What is Leeds United to our fans? Everyone will answer differently, but to me supporting Leeds United is a form of innocent rebellion. In a world where it is easy to latch yourself to a team that appears every week on the television, one that generally wins and suffers minimal lows and generally massive highs, supporting Leeds requires an effort. You have to listen to the radio, you have to picture it in your head, you have to go to the game if you want to see us play. You can’t just sit on your couch. Why do you do it? Because you know it is worth it ultimately. Or, at the very least, you feel like it is at a the time. You are subverting the norm and you get the reward, because it feels more real.

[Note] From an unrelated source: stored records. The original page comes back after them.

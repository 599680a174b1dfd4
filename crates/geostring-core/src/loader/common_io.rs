// crates/geostring-core/src/loader/common_io.rs
use crate::error::{GeoError, Result};
use std::fs::File;
use std::io::{BufReader, Read};
use std::path::Path;

#[cfg(feature = "compact")]
use flate2::read::GzDecoder;

/// `true` for paths ending in `.gz`.
pub fn is_gzip(path: &Path) -> bool {
    path.extension().is_some_and(|ext| ext.eq_ignore_ascii_case("gz"))
}

/// Opens a file, buffers it, and gunzips it when the name ends in `.gz`.
pub fn open_stream(path: &Path) -> Result<Box<dyn Read>> {
    let file = File::open(path).map_err(|e| {
        GeoError::NotFound(format!("source table not found at {}: {}", path.display(), e))
    })?;

    let reader = BufReader::new(file);

    if !is_gzip(path) {
        return Ok(Box::new(reader));
    }

    #[cfg(feature = "compact")]
    {
        Ok(Box::new(GzDecoder::new(reader)))
    }

    #[cfg(not(feature = "compact"))]
    {
        Err(GeoError::InvalidData(format!(
            "{} is gzipped but 'compact' is disabled",
            path.display()
        )))
    }
}
// crates/geostring-core/src/registry.rs

//! # Process-wide default index
//!
//! Callers that hold their own [`LocationIndex`] never need this module.
//! It exists for the convenience entry points ([`crate::resolve`],
//! [`crate::match_token`]) and for the subset/restore lifecycle:
//!
//! - **init**: the first [`current`] call builds the index described by
//!   [`GeostringConfig::default`], unless [`install`] ran first.
//! - **replace**: [`subset_locations`] swaps in a narrowed snapshot.
//! - **reset**: [`restore_locations`] swaps the full snapshot back.
//!
//! Snapshots are immutable `Arc`s. A swap never touches the index an
//! in-flight query already holds.

use crate::config::GeostringConfig;
use crate::error::Result;
use crate::model::{LocationIndex, PlaceFilter};
use once_cell::sync::Lazy;
use parking_lot::RwLock;
use std::sync::Arc;
use tracing::{info, warn};

struct Slots {
    full: Arc<LocationIndex>,
    current: Arc<LocationIndex>,
}

impl Slots {
    fn new(index: LocationIndex) -> Self {
        let full = Arc::new(index);
        Self {
            current: Arc::clone(&full),
            full,
        }
    }
}

static DEFAULT_INDEX: Lazy<RwLock<Option<Slots>>> = Lazy::new(|| RwLock::new(None));

/// Run `f` on the slots, building the default index first if needed.
fn with_slots<T>(f: impl FnOnce(&mut Slots) -> T) -> Result<T> {
    let mut guard = DEFAULT_INDEX.write();
    let mut slots = match guard.take() {
        Some(slots) => slots,
        None => {
            info!("no default location index installed; building from default config");
            Slots::new(GeostringConfig::default().build_index()?)
        }
    };
    let out = f(&mut slots);
    *guard = Some(slots);
    Ok(out)
}

/// The index queries should use right now.
pub fn current() -> Result<Arc<LocationIndex>> {
    if let Some(slots) = DEFAULT_INDEX.read().as_ref() {
        return Ok(Arc::clone(&slots.current));
    }
    with_slots(|slots| Arc::clone(&slots.current))
}

/// Make `index` both the full and the current default.
pub fn install(index: LocationIndex) {
    info!("installing default location index ({} entries)", index.len());
    *DEFAULT_INDEX.write() = Some(Slots::new(index));
}

/// Narrow the default to the entries admitted by `filter`.
///
/// The subset is always taken from the full index, never from a previous
/// subset. When nothing matches, the default is left unchanged and
/// `false` is returned.
pub fn subset_locations(filter: &PlaceFilter) -> Result<bool> {
    with_slots(|slots| {
        let subset = slots.full.subset(filter);
        if subset.is_empty() {
            warn!("location index not modified: {filter:?} matched no entries");
            return false;
        }
        info!(
            "location index subset to {} of {} entries",
            subset.len(),
            slots.full.len()
        );
        slots.current = Arc::new(subset);
        true
    })
}

/// Point the default back at the full index.
pub fn restore_locations() -> Result<()> {
    with_slots(|slots| {
        slots.current = Arc::clone(&slots.full);
        info!("location index restored ({} entries)", slots.full.len());
    })
}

This is why Leeds fans have secret symbols to identify each other by, such as the Leeds salute. It is why we have such a huge away following, because it is a band of rebels who travel together to games, supporting their club when logic and reason suggests that it is entirely wrong. It is a case of doublethink, where you have to kid yourself that doing it makes sense. But similarly, you don’t, it just does.

So, therefore, there are two routes you can take in the image of the club you want to portray, and I genuinely think that sorting out the image of the club will make a big difference. You can be Man Utd-lite and fail to ever reach them, or you can craft your own ideal of what Leeds United can be. Look at St. Pauli in Germany. In a country where the likes of Bayern Munich make untold millions through ruthless marketing of the brand of being the best, St. Pauli have crafted a niche for themselves by being the outsiders. The reality is that they don’t even have the capacity of Leeds, being a club run in the St. Pauli quarter of Hamburg, population 27,612, a city filled with successful football clubs. Yet they have managed to not only maintain a position of relative on-the-pitch success, they have also managed to draw in fans from around the world with their message of being “The Buccaneers of the League”. Something so drastic does not need to occur at Leeds, but we do need to have our own identity. Right now we are just the club that loans players and sells our best. Why would people travel or bother to see that?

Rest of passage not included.